Title :
Efficient Similarity Join for Time Sequences Using Locality Sensitive Hash and Mapreduce
Author :
Dehua Chen ; Liangliang Zheng ; Meng Zhou ; Shoujian Yu
Author_Institution :
Sch. of Comput. Sci. & Technol., Donghua Univ., Shanghai, China
Abstract :
In this paper we study how to efficiently perform similarity join over massive time sequences in parallel using Locality Sensitive Hash and MapReduce. To solve the problem, we proposed a 4-stage approach for time sequences similarity join. Our proposed approach takes as input a set of time sequences, and output pairs of time sequences satisfying a similarity join condition. In our approach, we first map each time sequence into the frequency domain using Discrete Fourier Transform to avoid the dimension curse. Secondly, we find the candidate similar time sequence pairs using the Locality Sensitive Hash, which can ensure an efficient pair-wise similarity computation. Thirdly, we also propose solutions for removing duplicated pairs to avoid repeated computation for similarity pairs that are selected as candidate for more than once. Finally, in order to improve the performance of similarity join over massive time sequences, we use the popular MapReduce framework in each step.
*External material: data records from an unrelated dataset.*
//! The retrieval workflow: platform checks, one-shot fix, fetch, cache.

use crate::cache::WeatherCache;
use crate::client::WeatherClient;
use crate::error::WeatherError;
use crate::model::{Coordinate, WeatherResponse};
use crate::platform::{
    LocationSource, NetworkMonitor, PermissionGate, PermissionOutcome, ProgressGuard,
    ProgressIndicator,
};

/// Owns the collaborators and runs the fetch-and-store sequence.
///
/// A run is a single logical thread of control with three suspension points
/// (permission, fix, fetch), each resolved exactly once. Nothing here
/// retries, coalesces, or cancels; overlapping runs are independent.
pub struct WeatherFlow {
    gate: Box<dyn PermissionGate>,
    locations: Box<dyn LocationSource>,
    network: Box<dyn NetworkMonitor>,
    progress: Box<dyn ProgressIndicator>,
    client: WeatherClient,
    cache: WeatherCache,
}

impl WeatherFlow {
    pub fn new(
        gate: Box<dyn PermissionGate>,
        locations: Box<dyn LocationSource>,
        network: Box<dyn NetworkMonitor>,
        progress: Box<dyn ProgressIndicator>,
        client: WeatherClient,
        cache: WeatherCache,
    ) -> Self {
        Self { gate, locations, network, progress, client, cache }
    }

    /// Last stored response, if any. Display reads this first, always,
    /// before any network activity; an empty slot is not an error.
    pub fn cached(&self) -> Option<WeatherResponse> {
        self.cache.load()
    }

    /// The full sequence from the platform checks onward.
    pub async fn run(&self) -> Result<WeatherResponse, WeatherError> {
        if !self.locations.is_enabled() {
            return Err(WeatherError::LocationDisabled);
        }

        match self.gate.request_permissions() {
            PermissionOutcome::Granted => {}
            PermissionOutcome::RationaleNeeded => return Err(WeatherError::PermissionDenied),
            PermissionOutcome::PermanentlyDenied => {
                return Err(WeatherError::PermissionPermanentlyDenied);
            }
        }

        self.refresh().await
    }

    /// The manual refresh action re-enters here: new fix, new fetch, the
    /// permission state untouched.
    pub async fn refresh(&self) -> Result<WeatherResponse, WeatherError> {
        let coord = self.locations.request_fix().await?;
        self.fetch(coord).await
    }

    async fn fetch(&self, coord: Coordinate) -> Result<WeatherResponse, WeatherError> {
        if !self.network.is_online() {
            return Err(WeatherError::NoNetwork);
        }

        // Indicator covers the network call only and drops on every exit
        // path before the result propagates.
        let fetched = {
            let _busy = ProgressGuard::begin(self.progress.as_ref());
            self.client.current_weather(&coord).await
        };

        let response = fetched?;
        self.cache.save(&response)?;
        tracing::info!(place = %response.name, "stored fresh weather response");

        Ok(response)
    }
}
The experimental results show that our method is efficient and scalable.
Keywords :
parallel algorithms; MapReduce framework; discrete Fourier transform; distributed algorithm; frequency domain; locality sensitive hash; parallel algorithm; time sequences; Data mining; Databases; Discrete Fourier transforms; Time series analysis; Time-frequency analysis; Locality Sensitive Hash; MapReduce; Similarity Join; Time Sequence;
Conference_Titel :
Cloud Computing and Big Data (CloudCom-Asia), 2013 International Conference on
Conference_Location :
Fuzhou
Print_ISBN :
978-1-4799-2829-3
DOI :
10.1109/CLOUDCOM-ASIA.2013.58